(Stored entries)
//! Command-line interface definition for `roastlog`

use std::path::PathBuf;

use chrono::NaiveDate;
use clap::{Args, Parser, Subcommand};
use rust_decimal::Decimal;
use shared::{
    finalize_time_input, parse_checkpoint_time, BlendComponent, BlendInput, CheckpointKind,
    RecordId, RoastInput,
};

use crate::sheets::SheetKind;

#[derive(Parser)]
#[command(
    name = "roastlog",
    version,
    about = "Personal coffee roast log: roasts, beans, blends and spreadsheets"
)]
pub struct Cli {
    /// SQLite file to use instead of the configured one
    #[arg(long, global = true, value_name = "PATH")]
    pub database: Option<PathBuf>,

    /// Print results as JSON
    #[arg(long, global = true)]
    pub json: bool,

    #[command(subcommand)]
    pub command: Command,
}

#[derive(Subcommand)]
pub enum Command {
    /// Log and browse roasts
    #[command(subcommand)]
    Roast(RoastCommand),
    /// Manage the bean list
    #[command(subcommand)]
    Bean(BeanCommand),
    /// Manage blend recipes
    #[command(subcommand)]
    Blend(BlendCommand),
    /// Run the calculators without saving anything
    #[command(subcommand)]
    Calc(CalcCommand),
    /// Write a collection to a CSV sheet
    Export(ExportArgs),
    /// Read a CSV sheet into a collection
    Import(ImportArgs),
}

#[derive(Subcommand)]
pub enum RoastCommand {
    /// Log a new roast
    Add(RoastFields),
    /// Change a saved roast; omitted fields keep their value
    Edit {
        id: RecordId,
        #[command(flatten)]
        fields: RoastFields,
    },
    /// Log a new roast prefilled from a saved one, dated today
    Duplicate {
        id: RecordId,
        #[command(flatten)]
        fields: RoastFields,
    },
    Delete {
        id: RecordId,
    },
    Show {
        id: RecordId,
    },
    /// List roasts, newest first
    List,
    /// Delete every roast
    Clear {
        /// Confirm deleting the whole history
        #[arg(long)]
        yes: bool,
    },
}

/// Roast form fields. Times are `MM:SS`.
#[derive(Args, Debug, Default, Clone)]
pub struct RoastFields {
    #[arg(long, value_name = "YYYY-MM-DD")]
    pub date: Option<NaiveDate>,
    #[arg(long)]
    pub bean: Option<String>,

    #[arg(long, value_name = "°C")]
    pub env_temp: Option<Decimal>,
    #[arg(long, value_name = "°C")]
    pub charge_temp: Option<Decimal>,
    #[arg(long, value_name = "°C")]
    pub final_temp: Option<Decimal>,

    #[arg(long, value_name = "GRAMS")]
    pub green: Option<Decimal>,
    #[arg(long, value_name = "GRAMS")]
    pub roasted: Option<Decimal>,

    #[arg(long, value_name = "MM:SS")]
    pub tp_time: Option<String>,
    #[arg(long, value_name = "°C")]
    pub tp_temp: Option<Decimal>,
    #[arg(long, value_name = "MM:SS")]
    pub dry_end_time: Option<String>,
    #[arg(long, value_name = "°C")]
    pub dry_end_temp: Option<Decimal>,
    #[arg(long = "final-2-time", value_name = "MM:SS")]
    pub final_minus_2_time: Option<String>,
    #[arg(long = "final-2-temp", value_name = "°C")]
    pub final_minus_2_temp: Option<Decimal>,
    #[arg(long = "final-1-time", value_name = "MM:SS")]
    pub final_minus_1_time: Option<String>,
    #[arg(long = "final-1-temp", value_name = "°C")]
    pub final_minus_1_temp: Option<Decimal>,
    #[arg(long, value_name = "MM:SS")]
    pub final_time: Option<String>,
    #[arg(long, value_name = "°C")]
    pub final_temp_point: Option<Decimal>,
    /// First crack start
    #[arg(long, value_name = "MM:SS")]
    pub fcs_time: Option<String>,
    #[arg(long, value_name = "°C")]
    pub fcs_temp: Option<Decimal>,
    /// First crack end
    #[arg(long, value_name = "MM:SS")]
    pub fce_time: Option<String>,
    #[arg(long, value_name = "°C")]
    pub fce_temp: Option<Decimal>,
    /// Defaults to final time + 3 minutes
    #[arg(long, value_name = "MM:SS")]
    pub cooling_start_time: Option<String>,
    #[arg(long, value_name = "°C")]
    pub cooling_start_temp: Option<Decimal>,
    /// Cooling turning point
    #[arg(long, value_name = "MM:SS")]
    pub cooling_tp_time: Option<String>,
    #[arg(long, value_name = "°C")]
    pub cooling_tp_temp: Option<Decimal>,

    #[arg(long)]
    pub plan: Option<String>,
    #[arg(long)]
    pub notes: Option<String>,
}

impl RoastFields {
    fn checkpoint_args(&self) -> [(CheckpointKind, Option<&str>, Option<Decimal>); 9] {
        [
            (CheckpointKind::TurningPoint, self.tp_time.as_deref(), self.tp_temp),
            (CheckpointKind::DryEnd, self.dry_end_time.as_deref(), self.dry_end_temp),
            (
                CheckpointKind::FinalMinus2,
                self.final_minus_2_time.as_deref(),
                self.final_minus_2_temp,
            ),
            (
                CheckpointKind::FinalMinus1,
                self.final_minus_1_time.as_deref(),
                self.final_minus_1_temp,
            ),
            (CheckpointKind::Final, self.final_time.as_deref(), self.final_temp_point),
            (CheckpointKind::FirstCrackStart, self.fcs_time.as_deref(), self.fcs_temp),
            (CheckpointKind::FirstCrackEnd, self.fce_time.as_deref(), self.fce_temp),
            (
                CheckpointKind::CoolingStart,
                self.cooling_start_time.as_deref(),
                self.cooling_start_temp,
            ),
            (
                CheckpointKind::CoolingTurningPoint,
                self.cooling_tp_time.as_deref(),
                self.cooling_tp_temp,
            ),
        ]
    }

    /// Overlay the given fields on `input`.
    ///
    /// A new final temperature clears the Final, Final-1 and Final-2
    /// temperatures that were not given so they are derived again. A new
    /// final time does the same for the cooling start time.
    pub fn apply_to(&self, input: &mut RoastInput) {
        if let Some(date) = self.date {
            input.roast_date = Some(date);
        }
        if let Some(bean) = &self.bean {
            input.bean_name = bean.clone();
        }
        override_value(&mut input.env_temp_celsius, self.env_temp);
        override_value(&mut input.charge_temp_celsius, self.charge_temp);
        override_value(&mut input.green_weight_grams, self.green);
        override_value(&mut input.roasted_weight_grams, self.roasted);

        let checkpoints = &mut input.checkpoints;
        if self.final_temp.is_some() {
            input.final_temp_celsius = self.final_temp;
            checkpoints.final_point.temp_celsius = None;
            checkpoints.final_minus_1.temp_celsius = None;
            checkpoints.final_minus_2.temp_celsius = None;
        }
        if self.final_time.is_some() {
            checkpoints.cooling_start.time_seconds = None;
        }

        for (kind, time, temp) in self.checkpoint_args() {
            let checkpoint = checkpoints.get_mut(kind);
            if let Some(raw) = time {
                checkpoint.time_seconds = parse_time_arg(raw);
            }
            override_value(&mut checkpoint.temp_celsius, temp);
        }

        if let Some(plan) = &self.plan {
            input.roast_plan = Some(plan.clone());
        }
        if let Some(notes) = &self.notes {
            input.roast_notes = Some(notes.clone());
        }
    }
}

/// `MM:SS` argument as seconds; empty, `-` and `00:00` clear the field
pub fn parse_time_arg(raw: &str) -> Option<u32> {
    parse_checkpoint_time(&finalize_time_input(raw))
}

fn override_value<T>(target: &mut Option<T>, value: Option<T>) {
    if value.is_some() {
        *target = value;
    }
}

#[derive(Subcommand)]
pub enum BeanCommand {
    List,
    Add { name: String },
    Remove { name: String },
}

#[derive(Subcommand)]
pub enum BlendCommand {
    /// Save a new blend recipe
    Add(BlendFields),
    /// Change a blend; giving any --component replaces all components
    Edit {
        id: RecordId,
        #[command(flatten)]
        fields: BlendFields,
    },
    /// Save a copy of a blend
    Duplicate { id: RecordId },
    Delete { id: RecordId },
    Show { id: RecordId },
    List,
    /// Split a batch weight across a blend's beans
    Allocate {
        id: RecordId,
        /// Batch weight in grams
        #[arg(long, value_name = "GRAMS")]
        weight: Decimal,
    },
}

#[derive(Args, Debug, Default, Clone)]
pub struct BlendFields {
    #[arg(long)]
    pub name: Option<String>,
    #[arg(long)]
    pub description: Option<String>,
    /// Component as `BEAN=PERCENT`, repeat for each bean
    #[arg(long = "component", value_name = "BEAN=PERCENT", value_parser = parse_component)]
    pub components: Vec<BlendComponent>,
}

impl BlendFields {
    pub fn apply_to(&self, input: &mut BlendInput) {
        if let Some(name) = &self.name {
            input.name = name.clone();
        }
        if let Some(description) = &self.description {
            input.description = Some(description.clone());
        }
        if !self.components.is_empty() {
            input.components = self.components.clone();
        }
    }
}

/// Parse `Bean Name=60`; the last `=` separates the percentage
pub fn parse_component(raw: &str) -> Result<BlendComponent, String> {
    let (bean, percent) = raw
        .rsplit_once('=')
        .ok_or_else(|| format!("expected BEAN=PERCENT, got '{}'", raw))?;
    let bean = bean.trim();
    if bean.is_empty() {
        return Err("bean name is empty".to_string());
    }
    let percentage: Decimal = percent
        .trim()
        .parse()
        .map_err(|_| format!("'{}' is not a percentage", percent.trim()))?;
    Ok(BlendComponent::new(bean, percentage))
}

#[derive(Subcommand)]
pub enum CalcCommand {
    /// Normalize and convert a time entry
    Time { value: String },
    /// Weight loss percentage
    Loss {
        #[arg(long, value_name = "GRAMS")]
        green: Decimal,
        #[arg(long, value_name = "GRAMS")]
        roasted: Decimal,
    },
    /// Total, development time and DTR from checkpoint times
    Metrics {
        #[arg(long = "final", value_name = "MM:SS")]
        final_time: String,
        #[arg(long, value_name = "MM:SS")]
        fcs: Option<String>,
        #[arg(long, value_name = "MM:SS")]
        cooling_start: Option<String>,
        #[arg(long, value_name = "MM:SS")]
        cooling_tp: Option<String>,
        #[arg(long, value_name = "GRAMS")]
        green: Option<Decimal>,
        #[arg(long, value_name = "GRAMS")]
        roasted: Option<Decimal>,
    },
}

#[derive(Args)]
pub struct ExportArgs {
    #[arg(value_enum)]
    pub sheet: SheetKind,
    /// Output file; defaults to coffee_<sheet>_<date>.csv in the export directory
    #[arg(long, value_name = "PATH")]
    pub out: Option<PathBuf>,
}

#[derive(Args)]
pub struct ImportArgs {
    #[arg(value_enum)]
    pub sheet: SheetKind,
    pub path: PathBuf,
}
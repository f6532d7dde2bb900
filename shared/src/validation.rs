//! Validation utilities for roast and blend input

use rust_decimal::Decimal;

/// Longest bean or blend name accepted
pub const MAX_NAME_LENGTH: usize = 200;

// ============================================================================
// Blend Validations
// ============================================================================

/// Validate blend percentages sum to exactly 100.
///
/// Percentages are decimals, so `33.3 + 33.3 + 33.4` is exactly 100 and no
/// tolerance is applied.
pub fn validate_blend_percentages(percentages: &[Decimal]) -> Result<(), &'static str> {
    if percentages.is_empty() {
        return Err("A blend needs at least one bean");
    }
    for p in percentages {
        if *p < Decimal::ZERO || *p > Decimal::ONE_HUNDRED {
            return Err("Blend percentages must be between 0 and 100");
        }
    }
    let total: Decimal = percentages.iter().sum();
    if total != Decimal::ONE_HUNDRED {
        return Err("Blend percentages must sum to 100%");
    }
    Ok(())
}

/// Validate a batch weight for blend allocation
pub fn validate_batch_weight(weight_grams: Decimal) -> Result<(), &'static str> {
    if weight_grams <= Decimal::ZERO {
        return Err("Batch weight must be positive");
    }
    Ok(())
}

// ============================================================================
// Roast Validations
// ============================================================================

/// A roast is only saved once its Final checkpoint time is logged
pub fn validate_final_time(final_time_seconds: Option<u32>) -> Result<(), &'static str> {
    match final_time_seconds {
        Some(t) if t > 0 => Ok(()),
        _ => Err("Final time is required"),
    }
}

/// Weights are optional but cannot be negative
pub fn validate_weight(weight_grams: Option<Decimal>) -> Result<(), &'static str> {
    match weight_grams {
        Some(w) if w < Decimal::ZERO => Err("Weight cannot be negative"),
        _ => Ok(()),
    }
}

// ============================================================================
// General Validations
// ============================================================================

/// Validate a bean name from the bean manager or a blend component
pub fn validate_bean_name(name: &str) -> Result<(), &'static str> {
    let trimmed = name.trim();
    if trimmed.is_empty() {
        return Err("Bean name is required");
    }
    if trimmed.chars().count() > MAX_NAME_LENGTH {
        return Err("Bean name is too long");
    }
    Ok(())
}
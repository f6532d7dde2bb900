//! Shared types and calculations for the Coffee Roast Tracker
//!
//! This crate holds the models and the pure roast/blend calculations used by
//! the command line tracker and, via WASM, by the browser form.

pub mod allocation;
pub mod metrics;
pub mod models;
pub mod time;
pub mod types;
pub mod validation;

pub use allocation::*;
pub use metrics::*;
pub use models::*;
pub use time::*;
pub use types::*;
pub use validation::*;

* What the task requires
Where the string "Validations" appears in a line of the entries above, return that line.

* Written answer
// Blend Validations
// Roast Validations
// General Validations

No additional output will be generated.